Vertigine posizionale, attenzione a non sottovalutare i segnali

Il 20% di tutte le visite otorinolaringoiatriche sono dovute a vertigine e la vertigine posizionale (VVPB) è la più comune tra queste.

La vertigine posizionale è un disturbo che causa brevi episodi di vertigine e si verifica quando gli otoliti fuoriescono dalla loro sede. Statisticamente i più colpiti sono i pazienti cinetosici, per una fragilità congenita del labirinto, i pazienti che hanno subito traumi e gli anziani per una fragilità acquisita.

Ne abbiamo parlato con il dott. Giacomo Lepore, otorinolaringoiatra presso l’ambulatorio Humanitas Medical Care Milano Domodossola.

Che cos’è la vertigine posizionale?

È un disturbo del sistema vestibolare dell’orecchio interno: in seguito a movimenti che fanno parte della nostra vita quotidiana (assumere il decubito laterale nel letto, alzarsi dal letto, alzare lo sguardo verso l’alto, abbassarsi per raccogliere un oggetto), si può verificare il distacco degli otoliti  che producendo uno spostamento di liquidi dà una sensazione di movimento rotatorio dell’ambiente circostante.
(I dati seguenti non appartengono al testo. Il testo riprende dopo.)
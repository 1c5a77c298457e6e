//! Optional collaborators of the response builder.
//!
//! Cookies, flash messages and page rendering are not needed by every
//! application. Each one is an optional capability injected when the
//! application is configured; the builder degrades with a warning when a
//! capability it needs was not installed.
//!
//! Cookie jars and page renderers are shared by all requests. Flash stores
//! hold per-client data: when flash is enabled in the configuration and no
//! store is injected, every context creates its own.
//!
//! # Example
//!
//! ```rust,ignore
//! use std::sync::Arc;
//! use leaf_http::capability::{Capabilities, MemoryFlash, StandardCookies};
//!
//! let flash = Arc::new(MemoryFlash::new());
//! let caps = Capabilities::none()
//!     .with_cookies(Arc::new(StandardCookies::new()))
//!     .with_flash(flash.clone());
//! ```

mod cookie;
mod flash;
mod page;

use std::fmt;
use std::sync::Arc;

pub use cookie::{CookieJar, SameSite, StandardCookies};
pub use flash::{decode_flash, encode_flash, FlashStore, MemoryFlash, FLASH_COOKIE};
pub use page::{FilePages, PageRenderer};

use crate::config::ResponseConfig;

/// Set of optional collaborators available to a response.
#[derive(Clone, Default)]
pub struct Capabilities {
    cookies: Option<Arc<dyn CookieJar>>,
    flash: Option<Arc<dyn FlashStore>>,
    pages: Option<Arc<dyn PageRenderer>>,
}

impl Capabilities {
    /// No optional collaborators.
    pub fn none() -> Self {
        Self::default()
    }

    /// Build the shared collaborators enabled by the configuration.
    ///
    /// The flash store is left out; contexts create one per request.
    pub fn from_config(config: &ResponseConfig) -> Self {
        let mut caps = Self::none();

        if config.cookies {
            caps.cookies = Some(Arc::new(StandardCookies::from_config(config)));
        }

        if let Some(ref root) = config.template_root {
            caps.pages = Some(Arc::new(FilePages::new(Some(root.clone()))));
        }

        caps
    }

    pub fn with_cookies(mut self, jar: Arc<dyn CookieJar>) -> Self {
        self.cookies = Some(jar);
        self
    }

    pub fn with_flash(mut self, store: Arc<dyn FlashStore>) -> Self {
        self.flash = Some(store);
        self
    }

    pub fn with_pages(mut self, renderer: Arc<dyn PageRenderer>) -> Self {
        self.pages = Some(renderer);
        self
    }

    #[inline]
    pub fn cookies(&self) -> Option<&dyn CookieJar> {
        self.cookies.as_deref()
    }

    #[inline]
    pub fn flash(&self) -> Option<&dyn FlashStore> {
        self.flash.as_deref()
    }

    #[inline]
    pub fn pages(&self) -> Option<&dyn PageRenderer> {
        self.pages.as_deref()
    }

    /// Names of the capabilities that are not installed.
    pub fn missing(&self) -> Vec<&'static str> {
        let mut missing = Vec::new();
        if self.cookies.is_none() {
            missing.push("cookie");
        }
        if self.flash.is_none() {
            missing.push("flash");
        }
        if self.pages.is_none() {
            missing.push("page");
        }
        missing
    }

    /// Warn once about every capability that is not installed.
    ///
    /// Flash is not reported when the configuration creates it per request.
    pub fn log_missing(&self, config: &ResponseConfig) {
        for name in self.missing() {
            if name == "flash" && config.flash {
                continue;
            }
            tracing::warn!(
                capability = name,
                "{} support is not installed, calls that need it will be skipped",
                name
            );
        }
    }
}

impl fmt::Debug for Capabilities {
    fn fmt(&self, f: &mut fmt::Formatter<'_>) -> fmt::Result {
        f.debug_struct("Capabilities")
            .field("cookies", &self.cookies.is_some())
            .field("flash", &self.flash.is_some())
            .field("pages", &self.pages.is_some())
            .finish()
    }
}
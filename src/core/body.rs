//! Response body sources.

use std::path::PathBuf;

use bytes::Bytes;

/// Target format of an encoded body.
#[derive(Debug, Clone, Copy, PartialEq, Eq)]
pub enum Encoding {
    Json,
}

/// Where the response body comes from.
///
/// Exactly one variant is active; setting a new body replaces the old one.
#[derive(Debug, Clone, Default, PartialEq)]
pub enum Body {
    /// No body (204, redirects).
    #[default]
    Empty,
    /// Literal text written verbatim.
    Text(String),
    /// Structured value encoded at emission time.
    Encoded(serde_json::Value, Encoding),
    /// File streamed to the client as an attachment.
    File {
        path: PathBuf,
        name: String,
    },
}

impl Body {
    /// Literal bytes for inline bodies.
    ///
    /// Returns `None` for file attachments, which are streamed by the emitter.
    pub fn inline_bytes(&self) -> Option<Bytes> {
        match self {
            Body::Empty => Some(Bytes::new()),
            Body::Text(text) => Some(Bytes::copy_from_slice(text.as_bytes())),
            Body::Encoded(value, Encoding::Json) => Some(Bytes::from(
                serde_json::to_vec(value).unwrap_or_default(),
            )),
            Body::File { .. } => None,
        }
    }

    /// Path of the attachment, if this body is a file.
    #[inline]
    pub fn file_path(&self) -> Option<&PathBuf> {
        match self {
            Body::File { path, .. } => Some(path),
            _ => None,
        }
    }

    #[inline]
    pub fn is_empty(&self) -> bool {
        matches!(self, Body::Empty)
    }
}
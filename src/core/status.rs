//! Reason phrases for HTTP status codes.

use http::StatusCode;

/// Phrase used when a status code has no registered reason phrase.
pub const UNKNOWN_STATUS: &str = "unknown status";

/// Get the registered reason phrase for a status code.
///
/// Returns `None` for codes outside the IANA registry known to `http`.
#[inline]
pub fn status_text_for(code: u16) -> Option<&'static str> {
    StatusCode::from_u16(code)
        .ok()
        .and_then(|status| status.canonical_reason())
}

/// Get the reason phrase for a status code, or [`UNKNOWN_STATUS`].
#[inline]
pub fn message_for_code(code: u16) -> &'static str {
    status_text_for(code).unwrap_or(UNKNOWN_STATUS)
}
Gli organi vestibolari si trovano dentro la parte più interna dell’orecchio e sono composti da utricolo, sacculo e tre canali semicircolari (anteriore, posteriore e orizzontale), e insieme, forniscono al cervello le informazioni sulla nostra posizione nello spazio.

Gli otoliti sono piccolissimi cristalli di calcio che ci permettono di percepire il movimento.

Quali sono i sintomi della vertigine posizionale?

La sintomatologia vertiginosa è solitamente di breve durata, da pochi secondi a un minuto e può essere accompagnata da nausea e vomito. Altri segnali possono includere:

–    Perdita di equilibrio o instabilità

–    Sensazione che tutto l’ambiente stia girando

–    Stordimento

–    Cadute

Quali sono i movimenti che possono provocare vertigini?

Alcune posizioni e movimenti della testa possono peggiorare i sintomi, come:

–    Girare la testa

–    Rimanere sdraiati su un lato del corpo

–    Piegare la testa in avanti o  all’indietro

–    girarsi nel letto

Quali sono le cause della vertigine posizionale?

La vertigine posizionale è idiopatica nella maggior parte di casi, ma può essere preceduta da un trauma cranico passato, derivare da problemi con il sistema vestibolare (come conseguenza di un danno causato da  un disturbo all’orecchio interno o dall’invecchiamento), o da altre condizioni quale un ictus o l’ipoacusia improvvisa.

Quando è necessario consultare lo specialista?

Al paziente viene consigliato di sottoporsi ad una visita specialistica al comparire dei sintomi.

Come viene diagnosticata e trattata la vertigine posizionale?

La diagnosi è clinica e si basa sul racconto del paziente; lo specialista otorinolaringoiatra agisce con una manovra da svolgersi in ambulatorio che riposiziona gli otoliti nella propria sede.

Verranno quindi suggeriti degli accorgimenti da osservare fino alla visita di controllo in cui si verificherà l’avvenuta guarigione o la necessità di ripetere la manovra di riposizionamento.

È quindi opportuno rimarcare quanto sia importante l’anamnesi del paziente e la sua descrizione dei sintomi, per porre, senza dispendio di tempo e di esami strumentali non necessari, la diagnosi e ottenere rapidamente la risoluzione del problema.